# Part 3: Example application

By now, you should have looked through [Part 1](IntroductionToMetric.ipynb) and [Part 2](IntroductionToResidual.ipynb) of the introductory notebook series. These introduced the umami `Metric` and `Residual` classes. 

## Scope

In this application we will use umami alongside the [terrainbento](https://terrainbento.readthedocs.io/en/latest/) package. Terrainbento will be used to define a landscape evolution model, the details of which will be defined below. 

We will define a "synthetic truth" model evaluation with a specific set of input parameters, and then do a grid search in which we let two of those parameters vary.
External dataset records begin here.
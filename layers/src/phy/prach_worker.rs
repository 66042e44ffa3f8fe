//! PRACH Worker Pool
//!
//! Preamble detection runs off the tick path. The Tx/Rx thread hands every Rx
//! tick to `new_tti`; ticks belonging to a PRACH occasion are collected per
//! carrier and, once the occasion is complete, queued to that carrier's
//! detector thread. A full queue drops the occasion without blocking the
//! caller.

use super::config::PhyConfig;
use super::phy_common::PhyCommon;
use super::prach::{is_occasion, PrachDetector};
use crate::mac::StackInterfacePhy;
use crate::threading::spawn_rt_thread;
use crate::LayerError;
use common::{Rat, Tti};
use crossbeam_channel::{bounded, Receiver, Sender, TrySendError};
use num_complex::Complex32;
use parking_lot::Mutex;
use std::sync::atomic::{AtomicU64, Ordering};
use std::sync::Arc;
use std::thread::JoinHandle;
use tracing::{debug, error, info, info_span, trace, warn, Span};

struct PrachJob {
    /// First tick of the occasion
    tti: Tti,
    samples: Vec<Complex32>,
}

/// Occasion being assembled for one carrier
struct Collector {
    tti: Tti,
    samples: Vec<Complex32>,
}

/// Background PRACH detection, one thread per carrier
pub struct PrachWorkerPool {
    rat: Rat,
    config_index: u8,
    occasion_len: usize,
    senders: Mutex<Vec<Sender<PrachJob>>>,
    collectors: Vec<Mutex<Option<Collector>>>,
    threads: Mutex<Vec<JoinHandle<()>>>,
    nof_dropped: AtomicU64,
    nof_queued: AtomicU64,
}

impl PrachWorkerPool {
    /// Start one detector thread per carrier; nothing runs when PRACH is disabled
    pub fn init(
        config: &PhyConfig,
        common: Arc<PhyCommon>,
        stack: Arc<dyn StackInterfacePhy>,
        parent: &Span,
    ) -> Result<Self, LayerError> {
        let nof_carriers = config.nof_carriers();
        let mut senders = Vec::new();
        let mut threads = Vec::new();
        let mut occasion_len = 0;

        if config.prach.enabled {
            for (cc, cell) in config.cells.iter().enumerate() {
                let mut detector =
                    PrachDetector::new(&config.prach, cell.nof_prb, cell.fft_size(), config.rat.numerology())?;
                occasion_len = detector.occasion_len();

                let (tx, rx) = bounded(config.prach.queue_depth);
                let span = info_span!(parent: parent, "prach", cc);
                let common = common.clone();
                let stack = stack.clone();
                let handle = spawn_rt_thread(format!("prach-{}", cc), config.prach_priority, move || {
                    let _enter = span.enter();
                    prach_loop(cc, &mut detector, rx, common.as_ref(), stack.as_ref())
                })
                .map_err(|e| LayerError::InitializationFailed(format!("PRACH thread {}: {}", cc, e)))?;

                senders.push(tx);
                threads.push(handle);
            }
            info!("PRACH pool started for {} carriers", nof_carriers);
        }

        Ok(Self {
            rat: config.rat,
            config_index: config.prach.config_index,
            occasion_len,
            senders: Mutex::new(senders),
            collectors: (0..nof_carriers).map(|_| Mutex::new(None)).collect(),
            threads: Mutex::new(threads),
            nof_dropped: AtomicU64::new(0),
            nof_queued: AtomicU64::new(0),
        })
    }

    /// Whether `tti` lies in a PRACH occasion
    pub fn is_occasion_tti(&self, tti: Tti) -> bool {
        let ticks_per_frame = self.rat.ticks_per_frame();
        let subframe = tti.tick_in_frame(ticks_per_frame) / self.rat.ticks_per_subframe();
        is_occasion(self.config_index, tti.sfn(ticks_per_frame), subframe)
    }

    /// Offer the Rx samples of `tti` on carrier `cc`; never blocks.
    ///
    /// Returns true when the tick completed an occasion that was queued.
    pub fn new_tti(&self, cc: usize, tti: Tti, samples: &[Complex32]) -> bool {
        if self.occasion_len == 0 || cc >= self.collectors.len() || !self.is_occasion_tti(tti) {
            return false;
        }

        let mut collector = self.collectors[cc].lock();
        if tti.0 % self.rat.ticks_per_subframe() == 0 {
            *collector = Some(Collector {
                tti,
                samples: Vec::with_capacity(self.occasion_len),
            });
        }
        let Some(current) = collector.as_mut() else {
            // joined mid subframe
            return false;
        };
        current.samples.extend_from_slice(samples);
        if current.samples.len() < self.occasion_len {
            return false;
        }

        let Some(Collector { tti, samples }) = collector.take() else {
            return false;
        };
        let senders = self.senders.lock();
        let Some(sender) = senders.get(cc) else {
            return false;
        };
        match sender.try_send(PrachJob { tti, samples }) {
            Ok(()) => {
                self.nof_queued.fetch_add(1, Ordering::Relaxed);
                true
            }
            Err(TrySendError::Full(_)) => {
                warn!("PRACH queue of carrier {} full, occasion {} dropped", cc, tti);
                self.nof_dropped.fetch_add(1, Ordering::Relaxed);
                false
            }
            Err(TrySendError::Disconnected(_)) => false,
        }
    }

    /// Occasions dropped because a detector was busy
    pub fn nof_dropped(&self) -> u64 {
        self.nof_dropped.load(Ordering::Relaxed)
    }

    /// Occasions handed to the detectors
    pub fn nof_queued(&self) -> u64 {
        self.nof_queued.load(Ordering::Relaxed)
    }

    /// Close the queues, let queued occasions finish and join the threads
    pub fn stop(&self) {
        self.senders.lock().clear();
        let threads: Vec<_> = self.threads.lock().drain(..).collect();
        for handle in threads {
            if handle.join().is_err() {
                error!("PRACH thread panicked");
            }
        }
    }
}

impl Drop for PrachWorkerPool {
    fn drop(&mut self) {
        self.stop();
    }
}

fn prach_loop(
    cc: usize,
    detector: &mut PrachDetector,
    jobs: Receiver<PrachJob>,
    common: &PhyCommon,
    stack: &dyn StackInterfacePhy,
) {
    for job in jobs.iter() {
        let detections = match detector.detect(&job.samples) {
            Ok(detections) => detections,
            Err(e) => {
                warn!("PRACH occasion {} on carrier {}: {}", job.tti, cc, e);
                continue;
            }
        };
        trace!("PRACH occasion {}: {} detections", job.tti, detections.len());

        for detection in detections {
            info!(
                "PRACH cc={} tti={} preamble={} ta={} ({:.1} us) metric={:.1}",
                cc, job.tti, detection.preamble, detection.ta, detection.delay_us, detection.metric
            );
            common.add_prach_detection(cc);
            stack.rach_detected(job.tti, cc, detection.preamble, detection.ta);
        }
    }
    debug!("PRACH worker {} exiting", cc);
}

#[cfg(test)]
mod tests {
    use super::*;
    use crate::mac::{DlSchedResult, UlSchedResult};
    use crate::phy::prach::PrachGenerator;
    use bytes::Bytes;
    use common::Rnti;
    use std::time::{Duration, Instant};

    #[derive(Default)]
    struct RachStack {
        detected: Mutex<Vec<(Tti, usize, u8, u32)>>,
    }

    impl StackInterfacePhy for RachStack {
        fn tti_clock(&self) {}
        fn get_dl_sched(&self, _: Tti, _: &mut [DlSchedResult]) {}
        fn get_ul_sched(&self, _: Tti, _: &mut [UlSchedResult]) {}
        fn crc_info(&self, _: Tti, _: Rnti, _: usize, _: u8, _: bool, _: usize) {}
        fn push_pdu(&self, _: Tti, _: Rnti, _: usize, _: Bytes) {}
        fn ack_info(&self, _: Tti, _: Rnti, _: usize, _: u8, _: bool) {}
        fn snr_info(&self, _: Tti, _: Rnti, _: usize, _: f32) {}
        fn rach_detected(&self, tti: Tti, cc: usize, preamble: u8, ta: u32) {
            self.detected.lock().push((tti, cc, preamble, ta));
        }
    }

    fn pool(config: &PhyConfig) -> (PrachWorkerPool, Arc<PhyCommon>, Arc<RachStack>) {
        let common = Arc::new(PhyCommon::new(config));
        let stack = Arc::new(RachStack::default());
        let pool = PrachWorkerPool::init(config, common.clone(), stack.clone(), &Span::none()).unwrap();
        (pool, common, stack)
    }

    #[test]
    fn test_preamble_reaches_stack() {
        let config = PhyConfig::default();
        let (pool, common, stack) = pool(&config);
        let cell = &config.cells[0];
        let generator = PrachGenerator::new(&config.prach, cell.nof_prb, cell.fft_size(), 0);
        let samples = generator.generate(11, 0).unwrap();

        // config index 3: subframe 1 of every frame
        assert!(!pool.new_tti(0, Tti(0), &samples));
        assert!(pool.new_tti(0, Tti(1), &samples));

        let deadline = Instant::now() + Duration::from_secs(10);
        while stack.detected.lock().is_empty() && Instant::now() < deadline {
            std::thread::sleep(Duration::from_millis(5));
        }
        pool.stop();

        let detected = stack.detected.lock().clone();
        assert!(detected.contains(&(Tti(1), 0, 11, 0)));
        assert!(common.get_ch_metrics(0).nof_prach >= 1);
    }

    #[test]
    fn test_full_queue_drops_without_blocking() {
        let mut config = PhyConfig::default();
        config.prach.queue_depth = 1;
        let (pool, _, _) = pool(&config);
        let samples = vec![Complex32::new(0.0, 0.0); config.samples_per_tick()];

        let mut queued = 0;
        for frame in 0..64u32 {
            if pool.new_tti(0, Tti(frame * 10 + 1), &samples) {
                queued += 1;
            }
        }
        assert_eq!(queued + pool.nof_dropped(), 64);
        assert_eq!(pool.nof_queued(), queued);
        pool.stop();
        assert!(!pool.new_tti(0, Tti(1), &samples));
    }

    #[test]
    fn test_disabled_pool_ignores_ticks() {
        let mut config = PhyConfig::default();
        config.prach.enabled = false;
        let (pool, _, _) = pool(&config);
        let samples = vec![Complex32::new(0.0, 0.0); config.samples_per_tick()];
        assert!(!pool.new_tti(0, Tti(1), &samples));
        pool.stop();
    }
}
In this way we will explore which statistics for model-data comparison do best at identifying the "true" parameters. 

If you have comments or questions about the notebooks, the best place to get help is through [GitHub Issues](https://github.com/TerrainBento/umami/issues).

To begin, we import necessary modules. 

In [None]:
import warnings
warnings.filterwarnings('ignore')

from io import StringIO
from itertools import product

import numpy as np

import pandas as pd

import matplotlib
import matplotlib.pyplot as plt
%matplotlib inline

from plotnine import *

import holoviews as hv
hv.notebook_extension('matplotlib')

from landlab import imshow_grid
from terrainbento import Basic
from umami import Metric, Residual

## Step 1: Define the truth model

We begin by defining an input string that defines the terrainbento model. We will use the simplest terrainbento model, called Basic. 
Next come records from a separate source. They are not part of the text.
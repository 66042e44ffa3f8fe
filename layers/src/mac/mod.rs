//! Medium Access Control (MAC) Layer
//!
//! The stack side of the PHY boundary: the interface the PHY pipeline calls
//! every tick (`StackInterfacePhy`), the control interface the PHY exposes
//! (`PhyInterfaceStack`), and a round-robin MAC implementing the former.

pub mod sched;
pub mod scheduler;

pub use sched::{DlGrant, DlSchedResult, UlGrant, UlSchedResult};
pub use scheduler::{MacConfig, MacLayer, MacMetrics, RachEvent};

use crate::phy::metrics::PhyMetrics;
use crate::LayerError;
use bytes::Bytes;
use common::{Rnti, Tti};

/// Stack services consumed by the PHY workers.
///
/// Called synchronously from the Tx/Rx thread (`tti_clock`), the pool
/// workers (scheduling and decode reports) and the PRACH workers
/// (`rach_detected`), so implementations must be cheap and thread safe.
pub trait StackInterfacePhy: Send + Sync {
    /// A new tick started
    fn tti_clock(&self);

    /// Downlink scheduling for `tti`, one entry per carrier in `results`
    fn get_dl_sched(&self, tti: Tti, results: &mut [DlSchedResult]);

    /// Uplink grants to signal at `tti`, one entry per carrier in `results`
    fn get_ul_sched(&self, tti: Tti, results: &mut [UlSchedResult]);

    /// CRC outcome of a PUSCH transport block
    fn crc_info(&self, tti: Tti, rnti: Rnti, cc: usize, harq_pid: u8, crc_ok: bool, nof_bytes: usize);

    /// Transport block decoded with a valid CRC
    fn push_pdu(&self, tti: Tti, rnti: Rnti, cc: usize, data: Bytes);

    /// HARQ-ACK feedback of a downlink transport block (DTX reported as NACK)
    fn ack_info(&self, tti: Tti, rnti: Rnti, cc: usize, harq_pid: u8, ack: bool);

    /// Uplink SINR measurement
    fn snr_info(&self, tti: Tti, rnti: Rnti, cc: usize, snr_db: f32);

    /// Random access preamble detected; `ta` in units of 16 Ts
    fn rach_detected(&self, tti: Tti, cc: usize, preamble: u8, ta: u32);
}

/// PHY control services used by the stack
pub trait PhyInterfaceStack: Send + Sync {
    /// Create the UE context of `rnti` in every worker and carrier
    fn add_rnti(&self, rnti: Rnti) -> Result<(), LayerError>;

    /// Drop the UE context of `rnti` everywhere
    fn rem_rnti(&self, rnti: Rnti) -> Result<(), LayerError>;

    /// Number of attached RNTIs
    fn get_nof_rnti(&self) -> usize;

    /// Snapshot of carrier, UE and radio measurements
    fn get_metrics(&self) -> PhyMetrics;

    /// Clear pending grants, ACKs and measurements
    fn reset(&self);
}
//! Shared Channel Coding (PDSCH / PUSCH)
//!
//! Transport blocks get a CRC24, then a circular-buffer rate matcher selects the
//! coded bits of each redundancy version. Receivers combine LLRs of every
//! transmission of a HARQ process in a softbuffer before the CRC check.

use super::grid::{pdsch_re_per_prb, pusch_re_per_prb};
use super::sequence::{descramble_llrs, scramble_bits};
use bytes::Bytes;
use common::{crc24, pack_bits, unpack_bits, ModulationScheme, Tti};

/// Bits of the transport block CRC
pub const TB_CRC_BITS: usize = 24;

/// Effective code rate of an MCS index
pub fn code_rate(mcs: u8) -> f32 {
    match mcs {
        0..=9 => 0.12 + 0.07 * mcs as f32,
        10..=16 => 0.33 + 0.07 * (mcs - 10) as f32,
        _ => 0.43 + 0.045 * (mcs.min(ModulationScheme::MAX_MCS) - 17) as f32,
    }
}

/// Transport block size in bytes for `nof_re` resource elements
pub fn tbs_bytes(mcs: u8, nof_re: usize) -> usize {
    let Some(modulation) = ModulationScheme::from_mcs(mcs) else {
        return 0;
    };
    let coded_bits = nof_re * modulation.bits_per_symbol();
    let info_bits = (coded_bits as f32 * code_rate(mcs)) as usize;
    info_bits.saturating_sub(TB_CRC_BITS) / 8
}

/// Downlink transport block size in bytes
pub fn dl_tbs(mcs: u8, nof_prb: u16, cfi: u8) -> usize {
    tbs_bytes(mcs, nof_prb as usize * pdsch_re_per_prb(cfi))
}

/// Uplink transport block size in bytes
pub fn ul_tbs(mcs: u8, nof_prb: u16) -> usize {
    tbs_bytes(mcs, nof_prb as usize * pusch_re_per_prb())
}

/// Scrambling initialisation of a shared channel transmission
pub fn scrambling_c_init(rnti: u16, tick_in_frame: u32, pci: u16) -> u32 {
    (((rnti as u32) << 14) + (tick_in_frame << 9) + pci as u32) & 0x7FFF_FFFF
}

/// Start of redundancy version `rv` in a circular buffer of `ncb` bits
fn rv_start(rv: u8, ncb: usize) -> usize {
    (rv as usize % 4) * ncb / 4
}

/// Encode a transport block into `nof_bits` scrambled coded bits
pub fn encode(tb: &[u8], rv: u8, nof_bits: usize, c_init: u32) -> Vec<u8> {
    let mut block = unpack_bits(tb);
    let crc = crc24(tb);
    for i in (0..TB_CRC_BITS).rev() {
        block.push(((crc >> i) & 1) as u8);
    }

    let ncb = block.len();
    let k0 = rv_start(rv, ncb);
    let mut coded: Vec<u8> = (0..nof_bits).map(|i| block[(k0 + i) % ncb]).collect();
    scramble_bits(&mut coded, c_init);
    coded
}

/// Combined LLRs of one HARQ process
#[derive(Debug, Clone, Default)]
pub struct Softbuffer {
    llrs: Vec<f32>,
    nof_combined: u32,
    ndi: Option<bool>,
    tbs: usize,
    last_tti: Option<Tti>,
}

impl Softbuffer {
    pub fn new() -> Self {
        Self::default()
    }

    /// Drop all accumulated energy
    pub fn reset(&mut self) {
        self.llrs.clear();
        self.nof_combined = 0;
        self.ndi = None;
        self.tbs = 0;
        self.last_tti = None;
    }

    /// Prepare for a transmission at `tti`.
    ///
    /// Combining continues only for the same NDI and size when the previous
    /// transmission was at most `max_gap` ticks ago; anything else restarts the
    /// buffer. Returns whether combining continues.
    pub fn begin(&mut self, ndi: bool, tbs: usize, tti: Tti, max_gap: u32, modulus: u32) -> bool {
        let continues = self.ndi == Some(ndi)
            && self.tbs == tbs
            && self
                .last_tti
                .map(|last| tti.distance_from(last, modulus) <= max_gap)
                .unwrap_or(false);

        if !continues {
            self.reset();
            self.ndi = Some(ndi);
            self.tbs = tbs;
            self.llrs = vec![0.0; 8 * tbs + TB_CRC_BITS];
        }
        self.last_tti = Some(tti);
        continues
    }

    /// Transmissions combined so far
    pub fn nof_combined(&self) -> u32 {
        self.nof_combined
    }
}

/// Outcome of one shared channel decode
#[derive(Debug, Clone, PartialEq)]
pub struct SchDecodeResult {
    pub crc_ok: bool,
    /// Decoded transport block when the CRC passed
    pub data: Option<Bytes>,
    /// Transmissions combined, this one included
    pub nof_combined: u32,
}

/// Descramble, combine into `softbuffer` and check the CRC.
///
/// `softbuffer.begin` must have been called for this transmission.
pub fn decode(llrs: &mut [f32], rv: u8, c_init: u32, softbuffer: &mut Softbuffer) -> SchDecodeResult {
    descramble_llrs(llrs, c_init);

    let ncb = softbuffer.llrs.len();
    if ncb <= TB_CRC_BITS {
        return SchDecodeResult {
            crc_ok: false,
            data: None,
            nof_combined: softbuffer.nof_combined,
        };
    }

    let k0 = rv_start(rv, ncb);
    for (i, llr) in llrs.iter().enumerate() {
        softbuffer.llrs[(k0 + i) % ncb] += llr;
    }
    softbuffer.nof_combined += 1;

    let bits: Vec<u8> = softbuffer.llrs.iter().map(|&l| (l < 0.0) as u8).collect();
    let tb_bits = ncb - TB_CRC_BITS;
    let data = pack_bits(&bits[..tb_bits]);
    let received_crc = bits[tb_bits..]
        .iter()
        .fold(0u32, |acc, &b| (acc << 1) | b as u32);
    let untouched = softbuffer.llrs.iter().any(|&l| l == 0.0);
    let crc_ok = !untouched && crc24(&data) == received_crc;

    SchDecodeResult {
        crc_ok,
        data: crc_ok.then_some(data),
        nof_combined: softbuffer.nof_combined,
    }
}

#[cfg(test)]
mod tests {
    use super::*;

    fn to_llrs(bits: &[u8], amplitude: f32) -> Vec<f32> {
        bits.iter().map(|&b| if b == 0 { amplitude } else { -amplitude }).collect()
    }

    #[test]
    fn test_tbs_grows_with_mcs_and_prb() {
        assert!(dl_tbs(28, 4, 2) > dl_tbs(10, 4, 2));
        assert!(dl_tbs(10, 8, 2) > dl_tbs(10, 4, 2));
        assert!(ul_tbs(5, 10) > 0);
        assert_eq!(tbs_bytes(29, 1000), 0);
    }

    #[test]
    fn test_encode_decode_single_transmission() {
        let tb: Vec<u8> = (0..40u8).collect();
        let nof_bits = 2 * (8 * tb.len() + TB_CRC_BITS);
        let coded = encode(&tb, 0, nof_bits, 1234);

        let mut softbuffer = Softbuffer::new();
        softbuffer.begin(true, tb.len(), Tti(0), 8, 10240);
        let mut llrs = to_llrs(&coded, 1.0);
        let result = decode(&mut llrs, 0, 1234, &mut softbuffer);
        assert!(result.crc_ok);
        assert_eq!(result.data.unwrap().as_ref(), tb.as_slice());
        assert_eq!(result.nof_combined, 1);
    }

    #[test]
    fn test_retransmission_combines() {
        let tb = vec![0xA5u8; 20];
        let ncb = 8 * tb.len() + TB_CRC_BITS;
        // each transmission covers only half of the buffer
        let nof_bits = ncb / 2;

        let mut softbuffer = Softbuffer::new();
        assert!(!softbuffer.begin(false, tb.len(), Tti(10), 8, 10240));
        let mut first = to_llrs(&encode(&tb, 0, nof_bits, 7), 1.0);
        assert!(!decode(&mut first, 0, 7, &mut softbuffer).crc_ok);

        assert!(softbuffer.begin(false, tb.len(), Tti(18), 8, 10240));
        let mut second = to_llrs(&encode(&tb, 2, nof_bits, 7), 1.0);
        let result = decode(&mut second, 2, 7, &mut softbuffer);
        assert!(result.crc_ok);
        assert_eq!(result.nof_combined, 2);
    }

    #[test]
    fn test_softbuffer_resets_on_new_data_or_stale_tti() {
        let mut softbuffer = Softbuffer::new();
        softbuffer.begin(false, 10, Tti(0), 8, 10240);
        assert!(!softbuffer.begin(true, 10, Tti(8), 8, 10240));
        assert!(!softbuffer.begin(true, 10, Tti(24), 8, 10240));
        assert!(!softbuffer.begin(true, 12, Tti(32), 8, 10240));
        // wraps across the tick modulus
        softbuffer.begin(false, 10, Tti(10236), 8, 10240);
        assert!(softbuffer.begin(false, 10, Tti(4), 8, 10240));
    }

    #[test]
    fn test_corrupted_bits_fail_crc() {
        let tb = vec![0x3Cu8; 16];
        let nof_bits = 8 * tb.len() + TB_CRC_BITS;
        let mut llrs = to_llrs(&encode(&tb, 0, nof_bits, 99), 1.0);
        for llr in llrs.iter_mut().take(40) {
            *llr = -*llr;
        }
        let mut softbuffer = Softbuffer::new();
        softbuffer.begin(true, tb.len(), Tti(0), 8, 10240);
        let result = decode(&mut llrs, 0, 99, &mut softbuffer);
        assert!(!result.crc_ok);
        assert!(result.data.is_none());
    }
}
It evolves topography using stream power and linear diffusion and has the following governing equation:

$\frac{\partial \eta}{\partial t} = -KQ^{1/2}S + D\nabla^2 \eta$

where $K$ and $D$ are parameters, $Q$ is discharge, $S$ is local slope (positive downward), and $\eta$ is the topography. See the [model Basic documentation](https://terrainbento.readthedocs.io/en/latest/source/terrainbento.derived_models.model_basic.html) for additional information. 
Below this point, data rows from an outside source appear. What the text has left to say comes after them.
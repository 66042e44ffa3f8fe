//! Per-Carrier Worker
//!
//! Runs the channel primitives of one component carrier for one tick. Every
//! subframe worker owns one `CcWorker` per carrier, and each of them keeps its
//! own map of UE contexts (softbuffers and measurements) so that workers of
//! different ticks never contend for per-UE state. The map lock is only shared
//! with the control path (`add_rnti`/`rem_rnti`).

use super::chest::{crs_values, estimate_dl, estimate_pusch, pusch_dmrs_values, ChannelEstimate};
use super::config::{PhyConfig, NOF_HARQ_PROCESSES};
use super::grid::{
    crs_subcarriers, pdsch_res, pucch_subcarrier, pusch_res, ResourceGrid, Re, CRS_SYMBOLS, PUSCH_DMRS_SYMBOLS,
    SUBCARRIERS_PER_PRB,
};
use super::metrics::{ChannelMetrics, DlMetrics, UeMetrics, UlMetrics};
use super::modulation::{demodulate_soft, modulate};
use super::ofdm::{OfdmDemodulator, OfdmModulator};
use super::pdcch::{CceAllocator, ControlRegion, Dci, DciFormat, PdcchLocation, AGGREGATION_LEVELS};
use super::phy_common::PhyCommon;
use super::sch::{self, scrambling_c_init, SchDecodeResult, Softbuffer};
use super::config::CellConfig;
use super::pucch;
use crate::mac::{DlGrant, DlSchedResult, StackInterfacePhy, UlGrant};
use crate::LayerError;
use bytes::{Bytes, BytesMut};
use common::{power_to_db, ModulationScheme, Rat, Rnti, Tti};
use interfaces::RfBufferSet;
use num_complex::Complex32;
use parking_lot::Mutex;
use std::collections::HashMap;
use std::sync::Arc;
use tracing::{debug, info_span, trace, warn, Span};

/// Gap after which a UE-side DL softbuffer no longer combines
const DL_COMBINING_GAP: u32 = 4 * NOF_HARQ_PROCESSES as u32;

/// Per-tick parameters of one carrier call
#[derive(Debug, Clone, Copy, PartialEq, Eq)]
pub struct SfConfig {
    /// Tick processed by this call (Rx tick for UL, Tx tick for DL)
    pub tti: Tti,
    /// Rx tick of the owning worker, reference for pending table writes
    pub tti_rx: Tti,
    /// Control region size in symbols
    pub cfi: u8,
}

/// MBSFN layout of a downlink tick
#[derive(Debug, Clone, Copy, PartialEq, Eq, Default)]
pub struct MbsfnConfig {
    pub is_mbsfn: bool,
    /// Symbols of unicast control region kept in an MBSFN subframe
    pub non_mbsfn_region: u8,
}

/// Outcome of a UE-side downlink receive
#[derive(Debug, Clone, PartialEq)]
pub struct DlDecodeResult {
    pub dci: Dci,
    pub location: PdcchLocation,
    pub crc_ok: bool,
    pub data: Option<Bytes>,
    pub nof_combined: u32,
    /// UL grant found in the same search
    pub ul_dci: Option<Dci>,
}

struct UeContext {
    ul_softbuffers: Vec<Softbuffer>,
    dl_softbuffers: Vec<Softbuffer>,
    metrics: UeMetrics,
}

impl UeContext {
    fn new(rnti: Rnti, cc: usize) -> Self {
        Self {
            ul_softbuffers: (0..NOF_HARQ_PROCESSES).map(|_| Softbuffer::new()).collect(),
            dl_softbuffers: (0..NOF_HARQ_PROCESSES).map(|_| Softbuffer::new()).collect(),
            metrics: UeMetrics::new(rnti, cc),
        }
    }
}

struct CcDsp {
    modulator: OfdmModulator,
    demodulator: OfdmDemodulator,
    dl_grid: ResourceGrid,
    ul_grid: ResourceGrid,
}

/// Channel processing of one component carrier
pub struct CcWorker {
    cc: usize,
    cell: CellConfig,
    rat: Rat,
    ticks_per_frame: u32,
    modulus: u32,
    k_ack: u32,
    ul_combining_gap: u32,
    pucch_threshold: f32,
    ues: Mutex<HashMap<Rnti, UeContext>>,
    dsp: Mutex<CcDsp>,
    common: Arc<PhyCommon>,
    stack: Arc<dyn StackInterfacePhy>,
    span: Span,
}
In this input file we also indicate that the model will run with timesteps of 500 yr and the model grid will have a shape of (50, 80), with grid cell spacing of 100 m. The input file specifies that the model initial condition has all nodes set at an elevation of 100 m, with random noise added to the core nodes. During the model run, the boundary conditions are set to have node number 40 drop at a constant rate over the duration of the model run. This node will drop a total of 100 m over the course of the simulation. 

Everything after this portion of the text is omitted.